═════ SUPPLIED MATERIAL ═════
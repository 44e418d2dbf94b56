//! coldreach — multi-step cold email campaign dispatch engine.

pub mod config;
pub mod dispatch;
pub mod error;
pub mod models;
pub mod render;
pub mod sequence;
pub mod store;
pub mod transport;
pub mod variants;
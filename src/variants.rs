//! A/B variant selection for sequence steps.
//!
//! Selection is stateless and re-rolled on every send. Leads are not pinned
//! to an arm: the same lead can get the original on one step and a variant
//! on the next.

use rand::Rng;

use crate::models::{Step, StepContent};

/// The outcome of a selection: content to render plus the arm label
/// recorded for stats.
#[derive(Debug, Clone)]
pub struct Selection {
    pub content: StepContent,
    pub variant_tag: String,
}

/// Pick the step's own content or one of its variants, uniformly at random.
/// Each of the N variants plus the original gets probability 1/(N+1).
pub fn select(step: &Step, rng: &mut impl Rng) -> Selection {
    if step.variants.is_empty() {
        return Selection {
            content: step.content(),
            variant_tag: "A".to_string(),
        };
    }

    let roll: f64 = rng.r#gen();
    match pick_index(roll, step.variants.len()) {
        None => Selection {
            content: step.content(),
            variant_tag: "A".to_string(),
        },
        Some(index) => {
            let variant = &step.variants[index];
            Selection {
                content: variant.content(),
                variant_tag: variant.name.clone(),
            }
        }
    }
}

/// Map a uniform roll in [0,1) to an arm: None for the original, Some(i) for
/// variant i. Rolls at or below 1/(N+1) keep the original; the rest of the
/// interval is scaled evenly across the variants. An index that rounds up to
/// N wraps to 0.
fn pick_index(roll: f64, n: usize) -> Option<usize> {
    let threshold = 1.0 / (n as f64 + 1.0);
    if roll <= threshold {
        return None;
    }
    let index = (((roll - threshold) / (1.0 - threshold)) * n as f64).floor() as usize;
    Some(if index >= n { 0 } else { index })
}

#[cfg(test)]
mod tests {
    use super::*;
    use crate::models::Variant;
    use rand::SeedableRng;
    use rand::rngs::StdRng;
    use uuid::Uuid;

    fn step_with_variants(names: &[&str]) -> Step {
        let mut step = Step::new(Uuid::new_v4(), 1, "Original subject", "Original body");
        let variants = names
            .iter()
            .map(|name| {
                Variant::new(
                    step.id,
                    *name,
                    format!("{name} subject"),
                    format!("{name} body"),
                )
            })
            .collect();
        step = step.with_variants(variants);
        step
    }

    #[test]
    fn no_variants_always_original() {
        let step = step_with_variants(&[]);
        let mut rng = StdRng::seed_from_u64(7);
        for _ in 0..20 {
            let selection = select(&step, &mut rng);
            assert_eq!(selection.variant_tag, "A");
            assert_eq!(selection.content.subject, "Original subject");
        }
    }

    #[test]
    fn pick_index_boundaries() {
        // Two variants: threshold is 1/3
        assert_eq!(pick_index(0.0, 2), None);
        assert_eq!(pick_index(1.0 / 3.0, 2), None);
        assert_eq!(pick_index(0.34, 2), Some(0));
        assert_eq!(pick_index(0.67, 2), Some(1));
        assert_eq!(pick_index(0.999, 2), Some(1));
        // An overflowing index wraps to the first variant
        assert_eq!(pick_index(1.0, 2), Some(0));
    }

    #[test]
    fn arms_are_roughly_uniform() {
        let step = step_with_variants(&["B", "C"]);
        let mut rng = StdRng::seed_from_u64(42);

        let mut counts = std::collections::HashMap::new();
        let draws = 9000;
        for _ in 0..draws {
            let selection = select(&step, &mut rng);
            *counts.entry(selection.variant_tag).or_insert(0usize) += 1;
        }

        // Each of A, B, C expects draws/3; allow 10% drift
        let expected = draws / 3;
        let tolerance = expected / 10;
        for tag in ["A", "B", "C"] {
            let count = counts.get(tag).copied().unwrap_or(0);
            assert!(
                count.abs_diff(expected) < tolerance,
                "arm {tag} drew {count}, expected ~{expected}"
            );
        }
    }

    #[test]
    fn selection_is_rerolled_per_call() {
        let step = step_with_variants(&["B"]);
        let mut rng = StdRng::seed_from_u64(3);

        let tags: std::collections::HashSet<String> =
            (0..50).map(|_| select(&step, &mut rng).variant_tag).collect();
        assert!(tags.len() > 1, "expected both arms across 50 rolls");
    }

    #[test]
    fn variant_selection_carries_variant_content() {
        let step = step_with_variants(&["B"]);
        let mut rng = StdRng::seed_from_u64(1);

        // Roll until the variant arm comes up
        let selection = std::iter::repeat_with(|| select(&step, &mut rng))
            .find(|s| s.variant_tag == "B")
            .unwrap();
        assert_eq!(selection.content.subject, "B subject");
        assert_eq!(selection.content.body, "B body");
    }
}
═════
═════ SUPPLIED MATERIAL ═════
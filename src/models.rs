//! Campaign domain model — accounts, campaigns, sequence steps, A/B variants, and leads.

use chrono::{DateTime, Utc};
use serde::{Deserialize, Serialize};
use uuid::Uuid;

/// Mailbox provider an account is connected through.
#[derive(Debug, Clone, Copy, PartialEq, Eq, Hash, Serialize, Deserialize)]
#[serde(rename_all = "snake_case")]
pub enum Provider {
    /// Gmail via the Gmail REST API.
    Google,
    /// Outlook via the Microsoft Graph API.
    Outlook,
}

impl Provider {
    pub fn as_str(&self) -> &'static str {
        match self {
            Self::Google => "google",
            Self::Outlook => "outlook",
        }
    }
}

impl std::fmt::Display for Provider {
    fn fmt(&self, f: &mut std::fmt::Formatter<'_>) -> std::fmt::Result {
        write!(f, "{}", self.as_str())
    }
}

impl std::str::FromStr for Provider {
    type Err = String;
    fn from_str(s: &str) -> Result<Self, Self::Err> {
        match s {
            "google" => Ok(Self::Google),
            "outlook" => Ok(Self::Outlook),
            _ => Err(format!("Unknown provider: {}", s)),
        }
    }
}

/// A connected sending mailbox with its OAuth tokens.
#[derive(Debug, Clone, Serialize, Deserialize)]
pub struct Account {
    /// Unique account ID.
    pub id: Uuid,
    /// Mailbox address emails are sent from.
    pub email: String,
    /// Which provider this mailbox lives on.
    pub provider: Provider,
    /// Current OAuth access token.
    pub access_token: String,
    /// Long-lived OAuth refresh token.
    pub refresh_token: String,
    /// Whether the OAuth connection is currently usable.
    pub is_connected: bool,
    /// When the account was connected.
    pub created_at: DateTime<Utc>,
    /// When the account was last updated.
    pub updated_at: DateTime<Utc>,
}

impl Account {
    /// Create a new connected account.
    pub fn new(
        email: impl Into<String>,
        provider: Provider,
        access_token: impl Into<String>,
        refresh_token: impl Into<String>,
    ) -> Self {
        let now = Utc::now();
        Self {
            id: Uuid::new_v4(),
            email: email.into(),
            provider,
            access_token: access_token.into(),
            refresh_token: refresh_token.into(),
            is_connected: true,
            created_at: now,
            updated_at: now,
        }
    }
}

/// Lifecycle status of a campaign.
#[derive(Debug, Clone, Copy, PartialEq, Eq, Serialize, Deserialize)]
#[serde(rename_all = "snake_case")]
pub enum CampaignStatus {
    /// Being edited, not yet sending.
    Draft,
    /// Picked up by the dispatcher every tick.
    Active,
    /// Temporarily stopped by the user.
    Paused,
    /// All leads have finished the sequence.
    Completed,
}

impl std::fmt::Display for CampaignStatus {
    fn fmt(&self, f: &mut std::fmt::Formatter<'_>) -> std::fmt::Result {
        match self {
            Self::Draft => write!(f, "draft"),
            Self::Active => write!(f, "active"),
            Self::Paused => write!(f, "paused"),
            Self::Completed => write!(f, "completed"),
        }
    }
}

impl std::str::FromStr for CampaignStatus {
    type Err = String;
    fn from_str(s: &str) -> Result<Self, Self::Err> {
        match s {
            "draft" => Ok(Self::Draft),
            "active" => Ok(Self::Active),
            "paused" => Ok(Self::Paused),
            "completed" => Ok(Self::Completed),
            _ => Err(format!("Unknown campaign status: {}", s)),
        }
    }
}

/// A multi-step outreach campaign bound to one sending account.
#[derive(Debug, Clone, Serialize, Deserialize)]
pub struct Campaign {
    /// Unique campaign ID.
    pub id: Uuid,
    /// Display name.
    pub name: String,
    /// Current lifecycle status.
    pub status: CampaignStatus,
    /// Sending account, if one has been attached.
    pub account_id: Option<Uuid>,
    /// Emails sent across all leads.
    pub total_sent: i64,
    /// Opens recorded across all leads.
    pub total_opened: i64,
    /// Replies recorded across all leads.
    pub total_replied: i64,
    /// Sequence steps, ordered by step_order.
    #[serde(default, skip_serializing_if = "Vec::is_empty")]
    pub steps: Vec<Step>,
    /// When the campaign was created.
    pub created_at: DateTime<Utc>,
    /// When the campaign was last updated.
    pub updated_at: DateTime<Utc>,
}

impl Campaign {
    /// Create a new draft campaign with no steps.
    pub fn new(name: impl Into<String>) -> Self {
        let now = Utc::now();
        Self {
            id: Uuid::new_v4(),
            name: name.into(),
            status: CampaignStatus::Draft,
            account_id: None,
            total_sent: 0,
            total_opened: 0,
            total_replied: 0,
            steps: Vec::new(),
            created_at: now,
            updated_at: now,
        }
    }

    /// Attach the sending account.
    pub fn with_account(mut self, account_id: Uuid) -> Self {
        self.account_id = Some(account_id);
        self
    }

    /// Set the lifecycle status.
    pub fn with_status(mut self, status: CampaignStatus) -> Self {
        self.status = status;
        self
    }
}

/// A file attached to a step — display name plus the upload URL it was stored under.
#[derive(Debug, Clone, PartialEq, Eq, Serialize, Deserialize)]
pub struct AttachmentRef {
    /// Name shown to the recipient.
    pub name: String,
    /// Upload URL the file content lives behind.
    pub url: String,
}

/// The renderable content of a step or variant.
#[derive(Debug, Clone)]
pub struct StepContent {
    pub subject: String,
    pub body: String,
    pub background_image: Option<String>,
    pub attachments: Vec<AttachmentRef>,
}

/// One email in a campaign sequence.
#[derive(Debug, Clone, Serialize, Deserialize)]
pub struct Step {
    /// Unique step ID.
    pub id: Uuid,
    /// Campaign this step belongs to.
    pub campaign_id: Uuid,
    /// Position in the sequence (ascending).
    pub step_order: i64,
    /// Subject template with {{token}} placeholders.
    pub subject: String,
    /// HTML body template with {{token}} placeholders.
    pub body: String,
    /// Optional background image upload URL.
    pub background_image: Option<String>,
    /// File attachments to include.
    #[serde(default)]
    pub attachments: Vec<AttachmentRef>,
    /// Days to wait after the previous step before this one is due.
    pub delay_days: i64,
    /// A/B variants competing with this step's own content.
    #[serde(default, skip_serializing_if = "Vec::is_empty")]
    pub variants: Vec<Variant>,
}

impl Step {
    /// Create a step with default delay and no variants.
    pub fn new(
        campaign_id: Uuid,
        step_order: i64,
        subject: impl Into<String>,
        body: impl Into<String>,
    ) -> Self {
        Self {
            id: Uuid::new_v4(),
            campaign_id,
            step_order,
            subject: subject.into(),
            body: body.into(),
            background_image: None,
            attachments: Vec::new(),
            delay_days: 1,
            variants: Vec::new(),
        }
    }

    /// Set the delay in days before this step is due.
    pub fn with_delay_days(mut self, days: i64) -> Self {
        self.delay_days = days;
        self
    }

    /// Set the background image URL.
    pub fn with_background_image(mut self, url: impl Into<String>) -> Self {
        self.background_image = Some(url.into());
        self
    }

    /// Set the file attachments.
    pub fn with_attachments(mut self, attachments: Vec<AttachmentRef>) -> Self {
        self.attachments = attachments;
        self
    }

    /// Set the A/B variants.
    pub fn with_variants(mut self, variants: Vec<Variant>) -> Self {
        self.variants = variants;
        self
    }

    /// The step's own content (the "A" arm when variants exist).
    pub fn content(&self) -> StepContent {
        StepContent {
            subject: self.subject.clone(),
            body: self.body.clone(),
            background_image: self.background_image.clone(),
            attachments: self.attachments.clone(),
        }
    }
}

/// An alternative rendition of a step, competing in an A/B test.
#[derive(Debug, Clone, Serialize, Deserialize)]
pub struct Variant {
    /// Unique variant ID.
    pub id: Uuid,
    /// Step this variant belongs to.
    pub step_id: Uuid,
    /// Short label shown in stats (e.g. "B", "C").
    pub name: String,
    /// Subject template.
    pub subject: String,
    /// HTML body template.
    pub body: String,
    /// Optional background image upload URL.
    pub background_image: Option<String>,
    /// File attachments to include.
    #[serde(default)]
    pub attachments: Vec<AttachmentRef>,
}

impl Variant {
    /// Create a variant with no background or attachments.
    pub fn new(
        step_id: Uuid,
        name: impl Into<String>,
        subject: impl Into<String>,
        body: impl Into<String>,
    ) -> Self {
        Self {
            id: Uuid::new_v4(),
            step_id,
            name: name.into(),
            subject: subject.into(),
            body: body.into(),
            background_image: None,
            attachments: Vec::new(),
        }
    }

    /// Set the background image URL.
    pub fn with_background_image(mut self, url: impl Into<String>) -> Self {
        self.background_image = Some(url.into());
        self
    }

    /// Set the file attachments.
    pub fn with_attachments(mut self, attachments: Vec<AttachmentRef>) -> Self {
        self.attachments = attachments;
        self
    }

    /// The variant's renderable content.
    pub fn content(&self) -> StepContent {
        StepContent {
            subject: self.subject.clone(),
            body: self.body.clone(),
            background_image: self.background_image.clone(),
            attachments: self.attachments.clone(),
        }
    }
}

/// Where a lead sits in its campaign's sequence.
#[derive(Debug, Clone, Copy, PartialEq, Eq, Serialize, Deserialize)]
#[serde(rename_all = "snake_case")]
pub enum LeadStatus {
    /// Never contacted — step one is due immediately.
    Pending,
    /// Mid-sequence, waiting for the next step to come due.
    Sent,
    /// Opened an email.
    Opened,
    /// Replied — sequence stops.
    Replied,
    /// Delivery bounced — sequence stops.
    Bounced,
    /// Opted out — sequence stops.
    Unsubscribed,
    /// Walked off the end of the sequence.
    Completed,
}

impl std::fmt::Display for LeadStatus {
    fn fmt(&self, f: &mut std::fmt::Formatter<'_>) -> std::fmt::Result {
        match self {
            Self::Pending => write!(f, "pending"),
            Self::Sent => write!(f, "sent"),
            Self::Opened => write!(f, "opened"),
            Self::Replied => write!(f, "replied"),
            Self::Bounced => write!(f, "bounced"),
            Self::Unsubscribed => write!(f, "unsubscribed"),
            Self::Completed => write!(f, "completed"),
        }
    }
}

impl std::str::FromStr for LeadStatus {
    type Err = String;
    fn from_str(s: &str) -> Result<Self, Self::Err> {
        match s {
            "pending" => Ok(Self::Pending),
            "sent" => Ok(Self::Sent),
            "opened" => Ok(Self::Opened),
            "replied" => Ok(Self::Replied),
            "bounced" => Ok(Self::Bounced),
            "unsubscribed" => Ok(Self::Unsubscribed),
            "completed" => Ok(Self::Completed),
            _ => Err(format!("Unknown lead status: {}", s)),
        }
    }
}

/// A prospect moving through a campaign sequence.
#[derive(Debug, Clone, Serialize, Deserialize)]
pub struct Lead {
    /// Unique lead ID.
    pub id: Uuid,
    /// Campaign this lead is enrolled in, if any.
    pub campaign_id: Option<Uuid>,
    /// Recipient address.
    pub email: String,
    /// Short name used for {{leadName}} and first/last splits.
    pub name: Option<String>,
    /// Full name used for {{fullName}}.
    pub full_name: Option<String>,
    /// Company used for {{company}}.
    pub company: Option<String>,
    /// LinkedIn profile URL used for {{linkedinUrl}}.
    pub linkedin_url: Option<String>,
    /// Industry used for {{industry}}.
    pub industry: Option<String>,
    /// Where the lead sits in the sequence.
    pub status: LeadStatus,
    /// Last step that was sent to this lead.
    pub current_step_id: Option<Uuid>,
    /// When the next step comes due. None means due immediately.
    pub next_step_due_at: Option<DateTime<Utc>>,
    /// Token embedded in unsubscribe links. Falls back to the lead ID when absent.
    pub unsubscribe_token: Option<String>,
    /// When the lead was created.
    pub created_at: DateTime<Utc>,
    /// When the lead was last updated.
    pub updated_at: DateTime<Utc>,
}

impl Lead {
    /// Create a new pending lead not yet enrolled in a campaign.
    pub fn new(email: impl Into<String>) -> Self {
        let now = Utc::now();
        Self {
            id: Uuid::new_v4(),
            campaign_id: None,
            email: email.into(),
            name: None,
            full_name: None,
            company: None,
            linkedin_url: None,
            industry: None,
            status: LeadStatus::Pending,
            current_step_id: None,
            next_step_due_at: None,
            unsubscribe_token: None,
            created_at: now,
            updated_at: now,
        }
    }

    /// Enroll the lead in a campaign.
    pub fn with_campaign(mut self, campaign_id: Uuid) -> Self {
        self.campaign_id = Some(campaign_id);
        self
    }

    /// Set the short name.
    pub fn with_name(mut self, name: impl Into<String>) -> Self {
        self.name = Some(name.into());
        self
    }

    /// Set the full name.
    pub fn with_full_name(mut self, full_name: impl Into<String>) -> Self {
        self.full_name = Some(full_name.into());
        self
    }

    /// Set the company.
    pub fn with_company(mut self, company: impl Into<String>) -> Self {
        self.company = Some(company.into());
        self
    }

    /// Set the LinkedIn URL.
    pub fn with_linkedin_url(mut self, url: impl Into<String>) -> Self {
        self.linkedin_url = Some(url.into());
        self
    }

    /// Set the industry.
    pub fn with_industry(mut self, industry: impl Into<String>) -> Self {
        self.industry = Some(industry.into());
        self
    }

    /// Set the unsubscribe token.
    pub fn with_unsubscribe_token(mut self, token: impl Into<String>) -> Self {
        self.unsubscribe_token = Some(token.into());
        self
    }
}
═════
## WHAT IS EXPECTED
Copy all lines of the records that have the string "Active" in them.

## THE COMPLETED TASK
    Active,
            Self::Active => write!(f, "active"),
            "active" => Ok(Self::Active),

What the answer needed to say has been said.